*** INPUT RECORDS Section Begins ***

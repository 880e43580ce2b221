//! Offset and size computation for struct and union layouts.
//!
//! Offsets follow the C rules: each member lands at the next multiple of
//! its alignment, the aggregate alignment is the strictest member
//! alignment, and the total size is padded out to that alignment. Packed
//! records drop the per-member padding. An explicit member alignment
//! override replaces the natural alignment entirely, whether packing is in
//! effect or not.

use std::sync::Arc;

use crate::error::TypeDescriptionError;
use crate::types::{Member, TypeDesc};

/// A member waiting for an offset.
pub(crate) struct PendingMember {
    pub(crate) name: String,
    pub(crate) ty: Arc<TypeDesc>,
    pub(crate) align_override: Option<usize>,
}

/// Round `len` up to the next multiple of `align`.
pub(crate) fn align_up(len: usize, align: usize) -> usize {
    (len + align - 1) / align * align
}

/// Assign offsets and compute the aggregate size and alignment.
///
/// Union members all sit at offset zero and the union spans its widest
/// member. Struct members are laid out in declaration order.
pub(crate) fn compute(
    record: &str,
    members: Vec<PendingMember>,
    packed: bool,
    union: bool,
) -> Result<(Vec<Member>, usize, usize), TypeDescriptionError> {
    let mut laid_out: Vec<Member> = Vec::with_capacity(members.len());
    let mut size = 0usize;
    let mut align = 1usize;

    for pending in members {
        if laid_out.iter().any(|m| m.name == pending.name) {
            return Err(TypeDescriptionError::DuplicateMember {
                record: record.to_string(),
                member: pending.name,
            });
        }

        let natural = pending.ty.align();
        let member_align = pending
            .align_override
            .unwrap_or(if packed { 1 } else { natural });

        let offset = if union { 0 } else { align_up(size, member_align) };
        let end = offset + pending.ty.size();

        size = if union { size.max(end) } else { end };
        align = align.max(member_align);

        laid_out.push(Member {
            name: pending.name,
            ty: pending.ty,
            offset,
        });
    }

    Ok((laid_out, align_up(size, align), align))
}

*** INPUT RECORDS Section Ends ***
*** INPUT RECORDS Section Begins ***

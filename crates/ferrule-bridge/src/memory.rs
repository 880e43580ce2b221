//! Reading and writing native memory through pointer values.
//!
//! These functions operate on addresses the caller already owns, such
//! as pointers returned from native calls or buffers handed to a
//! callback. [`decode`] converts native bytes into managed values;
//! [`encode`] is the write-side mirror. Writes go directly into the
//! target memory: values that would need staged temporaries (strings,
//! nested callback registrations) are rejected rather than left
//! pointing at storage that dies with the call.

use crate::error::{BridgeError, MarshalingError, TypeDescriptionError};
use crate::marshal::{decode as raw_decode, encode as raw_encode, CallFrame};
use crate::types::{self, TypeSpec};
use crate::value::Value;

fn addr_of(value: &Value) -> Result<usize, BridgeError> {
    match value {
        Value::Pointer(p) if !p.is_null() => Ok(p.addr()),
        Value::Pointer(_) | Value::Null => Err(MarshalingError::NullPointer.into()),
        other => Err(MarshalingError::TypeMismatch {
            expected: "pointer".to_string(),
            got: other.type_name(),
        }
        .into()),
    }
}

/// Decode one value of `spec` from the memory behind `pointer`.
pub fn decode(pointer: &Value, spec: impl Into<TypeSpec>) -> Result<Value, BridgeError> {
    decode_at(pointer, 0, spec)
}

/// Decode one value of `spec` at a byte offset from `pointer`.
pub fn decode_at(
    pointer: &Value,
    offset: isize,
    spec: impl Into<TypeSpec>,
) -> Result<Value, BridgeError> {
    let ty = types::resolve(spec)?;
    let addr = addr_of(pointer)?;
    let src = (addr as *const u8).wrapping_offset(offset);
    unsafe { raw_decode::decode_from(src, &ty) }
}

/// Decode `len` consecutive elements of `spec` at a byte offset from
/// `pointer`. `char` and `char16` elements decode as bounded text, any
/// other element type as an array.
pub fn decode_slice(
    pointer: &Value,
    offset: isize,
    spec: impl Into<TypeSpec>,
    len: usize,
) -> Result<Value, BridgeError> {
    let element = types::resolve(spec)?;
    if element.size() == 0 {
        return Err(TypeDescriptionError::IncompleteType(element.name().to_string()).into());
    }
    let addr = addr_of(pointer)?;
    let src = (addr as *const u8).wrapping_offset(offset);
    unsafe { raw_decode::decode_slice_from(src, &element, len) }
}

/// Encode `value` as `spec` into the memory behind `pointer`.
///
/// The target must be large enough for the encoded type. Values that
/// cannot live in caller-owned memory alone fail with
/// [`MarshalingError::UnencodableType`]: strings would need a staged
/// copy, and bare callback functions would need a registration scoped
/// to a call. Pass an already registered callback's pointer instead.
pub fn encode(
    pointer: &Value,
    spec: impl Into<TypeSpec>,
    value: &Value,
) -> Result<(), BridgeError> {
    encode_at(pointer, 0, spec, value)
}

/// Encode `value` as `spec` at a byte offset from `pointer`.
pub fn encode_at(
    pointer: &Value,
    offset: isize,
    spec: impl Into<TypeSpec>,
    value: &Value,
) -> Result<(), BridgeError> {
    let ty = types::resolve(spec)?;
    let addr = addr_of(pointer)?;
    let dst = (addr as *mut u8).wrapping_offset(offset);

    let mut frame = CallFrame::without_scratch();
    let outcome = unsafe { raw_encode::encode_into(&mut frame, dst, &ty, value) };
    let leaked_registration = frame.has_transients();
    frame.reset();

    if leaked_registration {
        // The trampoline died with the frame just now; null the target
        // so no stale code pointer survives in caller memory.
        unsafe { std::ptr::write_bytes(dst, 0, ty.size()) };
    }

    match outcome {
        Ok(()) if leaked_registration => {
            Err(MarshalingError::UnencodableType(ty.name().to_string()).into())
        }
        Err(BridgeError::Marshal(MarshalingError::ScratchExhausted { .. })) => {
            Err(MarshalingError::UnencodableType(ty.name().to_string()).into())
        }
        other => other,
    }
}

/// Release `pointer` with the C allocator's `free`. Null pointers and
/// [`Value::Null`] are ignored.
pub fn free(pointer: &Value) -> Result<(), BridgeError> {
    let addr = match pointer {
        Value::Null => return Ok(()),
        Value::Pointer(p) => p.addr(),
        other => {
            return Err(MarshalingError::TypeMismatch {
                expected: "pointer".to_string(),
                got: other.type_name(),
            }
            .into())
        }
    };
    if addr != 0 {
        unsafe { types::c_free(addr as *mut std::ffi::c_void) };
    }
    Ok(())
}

*** INPUT RECORDS Section Ends ***

*ASSIGNED TASK*:
Please give the number of lines in the data where "outcome" appears, without any other words.

*EXPECTED OUTPUT*:
2